La crise sanitaire a mis en exergue sept chantiers à traiter au niveau mondial

Selon la même source, la rupture déclenchée par la crise sanitaire amènera tous les pays à s’attaquer à court, puis à long termes à sept grandes problématiques :

- Le financement des programmes de sauvetage et de relance : à cause de la crise sanitaire actuelle, les Etats vont s’endetter massivement pour financer leurs plans de sauvetage sanitaire et de relance économique. Pour aider les pays pauvres et en développement à gérer leurs dettes forcées du fait des contraintes de la crise sanitaire une concertation internationale, sous la conduite du G20 en association avec le FMI et la Banque mondiale par exemple, pourrait s’avérer nécessaire. 
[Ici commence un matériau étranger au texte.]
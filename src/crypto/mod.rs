//! cryptographic key handling
//!
//! Third-party caveats are sealed with Curve25519 public-key boxes
//! (X25519 key agreement + XSalsa20-Poly1305), wire-compatible with
//! NaCl `box`. This module holds the key types, their byte and textual
//! encodings, and the locator used to look up a third party's public
//! key by location.
//!
//! The implementation is based on [crypto_box](https://github.com/RustCrypto/nacl-compat).

use std::collections::HashMap;
use std::fmt::Display;
use std::str::FromStr;

use rand_core::{CryptoRng, RngCore};

use crate::error::Error;

/// length in bytes of public and private Curve25519 keys
pub const KEY_LEN: usize = 32;

/// length in bytes of a box or secretbox nonce
pub(crate) const NONCE_LEN: usize = 24;

/// length in bytes of the Poly1305 authentication overhead added by a
/// box or secretbox
pub(crate) const BOX_OVERHEAD: usize = 16;

/// pair of Curve25519 keys used by a service to seal and open
/// third-party caveat ids
#[derive(Clone, Debug)]
pub struct KeyPair {
    pub(crate) private: PrivateKey,
    pub(crate) public: PublicKey,
}

impl KeyPair {
    /// Generates a fresh key pair from the OS CSPRNG.
    pub fn generate() -> Self {
        Self::generate_with_rng(&mut rand::rngs::OsRng)
    }

    pub fn generate_with_rng<T: RngCore + CryptoRng>(rng: &mut T) -> Self {
        let secret = crypto_box::SecretKey::generate(rng);
        let public = PublicKey(secret.public_key());
        KeyPair {
            private: PrivateKey(secret),
            public,
        }
    }

    pub fn from_private(private: PrivateKey) -> Self {
        let public = private.public();
        KeyPair { private, public }
    }

    pub fn public(&self) -> &PublicKey {
        &self.public
    }

    pub fn private(&self) -> &PrivateKey {
        &self.private
    }
}

/// the private part of a [KeyPair]
///
/// The underlying key memory is zeroed on drop.
#[derive(Clone, Debug)]
pub struct PrivateKey(pub(crate) crypto_box::SecretKey);

impl PrivateKey {
    /// serializes to a byte array
    pub fn to_bytes(&self) -> [u8; KEY_LEN] {
        self.0.to_bytes()
    }

    /// deserializes from a byte array
    pub fn from_bytes(bytes: &[u8]) -> Result<Self, Error> {
        let bytes: [u8; KEY_LEN] = bytes
            .try_into()
            .map_err(|_| Error::KeyDecode(format!("invalid key size {}", bytes.len())))?;
        Ok(PrivateKey(crypto_box::SecretKey::from(bytes)))
    }

    /// returns the matching public key
    pub fn public(&self) -> PublicKey {
        PublicKey(self.0.public_key())
    }
}

/// the public part of a [KeyPair]
///
/// The textual form is the base64 (standard alphabet, no padding)
/// encoding of the 32 key bytes, as published in public-key rings.
#[derive(Clone, Debug, PartialEq, Eq)]
pub struct PublicKey(pub(crate) crypto_box::PublicKey);

impl PublicKey {
    /// serializes to a byte array
    pub fn to_bytes(&self) -> [u8; KEY_LEN] {
        *self.0.as_bytes()
    }

    /// deserializes from a byte array
    pub fn from_bytes(bytes: &[u8]) -> Result<Self, Error> {
        let bytes: [u8; KEY_LEN] = bytes
            .try_into()
            .map_err(|_| Error::KeyDecode(format!("invalid key size {}", bytes.len())))?;
        Ok(PublicKey(crypto_box::PublicKey::from(bytes)))
    }
}

impl Display for PublicKey {
    fn fmt(&self, f: &mut std::fmt::Formatter<'_>) -> std::fmt::Result {
        write!(
            f,
            "{}",
            base64::encode_config(self.to_bytes(), base64::STANDARD_NO_PAD)
        )
    }
}

impl FromStr for PublicKey {
    type Err = Error;

    fn from_str(s: &str) -> Result<Self, Self::Err> {
        let bytes = base64::decode_config(s, base64::STANDARD_NO_PAD)
            .map_err(|e| Error::KeyDecode(e.to_string()))?;
        PublicKey::from_bytes(&bytes)
    }
}

/// A directory from third-party locations to their public keys,
/// consulted when adding a third-party caveat.
///
/// Lookups must be synchronous and side-effect-free; a locator is
/// read-only while requests are being served.
pub trait PublicKeyLocator: Send + Sync {
    fn public_key_for_location(&self, location: &str) -> Result<PublicKey, Error>;
}

/// An in-memory [PublicKeyLocator] mapping exact location strings to
/// public keys. An empty ring fails every lookup, which makes it the
/// right default for services that never add third-party caveats.
#[derive(Debug, Default)]
pub struct PublicKeyRing {
    keys: HashMap<String, PublicKey>,
}

impl PublicKeyRing {
    pub fn new() -> Self {
        Self::default()
    }

    /// Registers the public key for a third-party location, replacing
    /// any previous entry.
    pub fn insert(&mut self, location: impl Into<String>, key: PublicKey) {
        self.keys.insert(location.into(), key);
    }
}

impl PublicKeyLocator for PublicKeyRing {
    fn public_key_for_location(&self, location: &str) -> Result<PublicKey, Error> {
        self.keys
            .get(location)
            .cloned()
            .ok_or_else(|| Error::PublicKeyLookup {
                location: location.to_owned(),
                reason: "no public key registered".to_owned(),
            })
    }
}
//! error types
//!

use thiserror::Error;

/// The global error type for the bakery.
#[derive(Error, Clone, Debug, PartialEq)]
pub enum Error {
    /// Any failure while verifying a macaroon against its caveats:
    /// signature mismatches, missing or reused discharges, failed
    /// verification-id decryption and rejected first-party caveats all
    /// funnel here.
    #[error("verification failed: {0}")]
    Verification(String),

    /// Sentinel returned by checkers for conditions they do not handle.
    /// Checker composition alone interprets it, falling through to the
    /// next checker in the chain.
    #[error("caveat not recognized")]
    CaveatNotRecognized,

    /// A first-party caveat was understood but not satisfied.
    #[error("caveat {caveat:?} not satisfied: {reason}")]
    CaveatNotSatisfied { caveat: String, reason: String },

    /// A condition was understood by a checker and rejected. The bare
    /// display form is intentional: the reason is always embedded in a
    /// carrying error such as [`Error::CaveatNotSatisfied`].
    #[error("{0}")]
    ConditionFailed(String),

    /// A third-party checker rejected the condition it was asked to
    /// discharge.
    #[error("third party check failed: {0}")]
    ThirdPartyCheckFailed(String),

    /// A storage lookup found no item for the requested id. The service
    /// rewrites this into [`Error::Verification`] before surfacing it: a
    /// missing root key is indistinguishable from a fake macaroon.
    #[error("not found")]
    NotFound,

    #[error("cannot decode key: {0}")]
    KeyDecode(String),

    #[error("cannot decode caveat id: {0}")]
    CaveatIdDecode(String),

    #[error("cannot encode caveat id: {0}")]
    CaveatIdEncode(String),

    #[error("cannot find public key for location {location:?}: {reason}")]
    PublicKeyLookup { location: String, reason: String },

    /// A caveat was malformed at construction or routing time.
    #[error("invalid caveat: {0}")]
    InvalidCaveat(String),

    /// Macaroon wire data could not be serialized or deserialized.
    #[error("invalid macaroon data: {0}")]
    Format(String),

    #[error("storage failure: {0}")]
    Storage(String),

    #[error("too many discharge hops")]
    DischargeLimitExceeded,

    /// Propagated from any host-provided call (storage, locator,
    /// discharge fetch) that was cancelled by the caller.
    #[error("operation cancelled")]
    Cancelled,
}

impl Error {
    pub(crate) fn verification(reason: impl std::fmt::Display) -> Error {
        Error::Verification(reason.to_string())
    }

    /// Returns true if this error reports a failed macaroon
    /// verification, as opposed to a structural or host failure.
    pub fn is_verification(&self) -> bool {
        matches!(self, Error::Verification(_))
    }
}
"Une intervention solidaire est indispensable pour trouver une solution à cet endettement, aussi inattendu qu’exceptionnel, donnera à la communauté internationale une réelle crédibilité en matière de gestion du financement international." précise Fathallah Oualalou.

- Vers une nouvelle bipolarisation : la crise du Covid-19 va consacrer l’installation d’une nouvelle bipolarisation du monde autour de l’antagonisme entre les Etats-Unis et la Chine. La tension commerciale qui les oppose depuis 2017 a été intensifiée par la guerre sanitaire qu’ils se livrent. 
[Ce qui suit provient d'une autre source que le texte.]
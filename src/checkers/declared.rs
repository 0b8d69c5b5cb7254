//! declared-attribute caveats
//!
//! A `declared <name> <value>` caveat binds a contextual fact (user,
//! session) into a macaroon. The service infers the declared attributes
//! of a presented slice with [`infer_declared`] and verifies them with
//! the [`Declared`] checker; a third party can be forced to bind
//! attributes with [`need_declared_caveat`].

use std::collections::HashMap;

use super::{error_caveat, parse_caveat, Caveat, Checker, COND_DECLARED, COND_NEED_DECLARED};
use crate::error::Error;
use crate::macaroon::Macaroon;

/// Checks `declared` conditions against an attribute map, usually the
/// one inferred from the macaroon slice being verified.
pub struct Declared(pub HashMap<String, String>);

impl Checker for Declared {
    fn check(&self, cond: &str, arg: &str) -> Result<(), Error> {
        if cond != COND_DECLARED {
            return Err(Error::CaveatNotRecognized);
        }
        let (name, value) = arg
            .split_once(' ')
            .ok_or_else(|| Error::ConditionFailed("declared caveat has no value".to_owned()))?;
        match self.0.get(name) {
            Some(declared) if declared == value => Ok(()),
            Some(declared) => Err(Error::ConditionFailed(format!(
                "got {name}={declared:?}, expected {value:?}"
            ))),
            None => Err(Error::ConditionFailed(format!(
                "got {name}=null, expected {value:?}"
            ))),
        }
    }
}

/// Returns a caveat asserting that `name` is declared to hold `value`.
pub fn declared_caveat(name: &str, value: impl Into<String>) -> Caveat {
    if name.is_empty() || name.contains(' ') {
        return error_caveat(format!("invalid caveat 'declared' key {name:?}"));
    }
    Caveat::first_party(format!("{} {} {}", COND_DECLARED, name, value.into()))
}

/// Rewrites a third-party caveat so that its discharge is guaranteed to
/// declare each of the named attributes, explicitly declaring the empty
/// string for any the discharger leaves unbound.
pub fn need_declared_caveat(caveat: Caveat, names: &[&str]) -> Caveat {
    if caveat.location.is_empty() {
        return error_caveat("need-declared caveat is not third-party");
    }
    if names.is_empty() {
        return error_caveat("need-declared caveat with no required attributes");
    }
    if let Some(bad) = names
        .iter()
        .find(|n| n.is_empty() || n.contains(' ') || n.contains(','))
    {
        return error_caveat(format!("invalid need-declared attribute {bad:?}"));
    }
    Caveat::third_party(
        caveat.location,
        format!("{} {} {}", COND_NEED_DECLARED, names.join(","), caveat.condition),
    )
}

/// Infers the declared attributes of a macaroon slice from its
/// first-party `declared` caveats.
///
/// A name declared more than once with disagreeing values infers to the
/// empty string, which no `declared` condition can match; the conflict
/// poisons the attribute rather than letting either declaration win.
pub fn infer_declared(ms: &[Macaroon]) -> HashMap<String, String> {
    let mut declared: HashMap<String, String> = HashMap::new();
    let mut conflicts: Vec<String> = Vec::new();
    for m in ms {
        for caveat in m.caveats() {
            if caveat.is_third_party() {
                continue;
            }
            // conditions that don't parse as declarations are someone
            // else's business
            let Ok(condition) = std::str::from_utf8(caveat.id()) else {
                continue;
            };
            let Ok((cond, arg)) = parse_caveat(condition) else {
                continue;
            };
            if cond != COND_DECLARED {
                continue;
            }
            let Some((name, value)) = arg.split_once(' ') else {
                continue;
            };
            match declared.get(name) {
                Some(existing) if existing != value => conflicts.push(name.to_owned()),
                _ => {
                    declared.insert(name.to_owned(), value.to_owned());
                }
            }
        }
    }
    for name in conflicts {
        declared.insert(name, String::new());
    }
    declared
}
- La montée en puissance des nouvelles technologies : Dès le début du siècle, le numérique et l'intelligence artificielle sont devenus le pivot de la nouvelle révolution technologique menée par les GAFAM (Google, Amazon, Facebook, Apple, Microsoft) et les BATX (Baidu, Alibaba, Tencent, Xiaomi), mais aussi par la robotisation de la production. La crise sanitaire et le confinement ont donné un élan aux instruments de cette révolution grâce aux grands progrès accomplis par le télétravail et l’organisation de toutes les formes de contacts à distance. Par conséquent et partout dans le monde, les réformes des systèmes d’enseignement et de formation doivent intégrer l’utilisation de ces technologies devenues des instruments majeurs des activités humaines, notamment dans le domaine de l’économie et de la transmission des données. 

- L'intérêt accordé à la proximité et à la régionalisation : La crise sanitaire a brisé les chaînes de valeur mondiales. Elle a révélé la dépendance des pays vis-à-vis des espaces lointains. Cette prise de conscience est favorable à la proximité et à la régionalisation. Une telle relocalisation, en réduisant le coût des distances, participerait à la décarbonisation. 

- Vers l’avènement d’une multipolarité et d’un multilatéralisme rénovés: Si la crise de 2008 avait nourri les populismes et favorisé le recul du multilatéralisme, celle de 2020 devrait créer plus de coopération internationale sur les dossiers de la santé et de l’environnement. Et, finalement, sauvegarder le multilatéralisme, le rénover et créer les conditions de plus d’équilibres pouvant se traduire par l’émergence d’une multipolarité. C’est, en effet, par la multipolarité que le système mondial pourrait s’acheminer vers plus de partage et d’équilibre. 

 - La gestion nécessaire des biens communs : La crise de la Covid-19 a contraint les politiques publiques à revenir sur les normes orthodoxes de la macro-économie. La nouvelle épreuve que vit le monde conduira à l’ouverture sur des opportunités pour réorienter les politiques publiques au service de ces biens communs : La santé, l’éducation, l’équité et l’environnement, qui sont un même combat. Cela implique certainement l’introduction de nouvelles catégories d’analyses dans la sphère scientifique de l’économie politique. Celle-ci ne peut plus être fondée seulement sur le court terme, ou sur la recherche exclusive de la productivité et des profits à tout prix. Elle devra désormais prendre en compte de nouvelles exigences que sont la protection de la santé humaine et la sauvegarde de l’environnement. La recherche de l’efficience n’exclut pas celle de l’équité. 

- La problématique de l’iniquité : Tous les indicateurs ont montré que l’accélération de la mondialisation a produit une exacerbation des asymétries entre les pays et à l’intérieur de ceux-ci. La crise sanitaire a mis en lumière de nouveaux aspects de cette iniquité. Partout dans le monde, les victimes de l’épidémie appartiennent majoritairement aux sphères les plus fragiles et les plus marginales.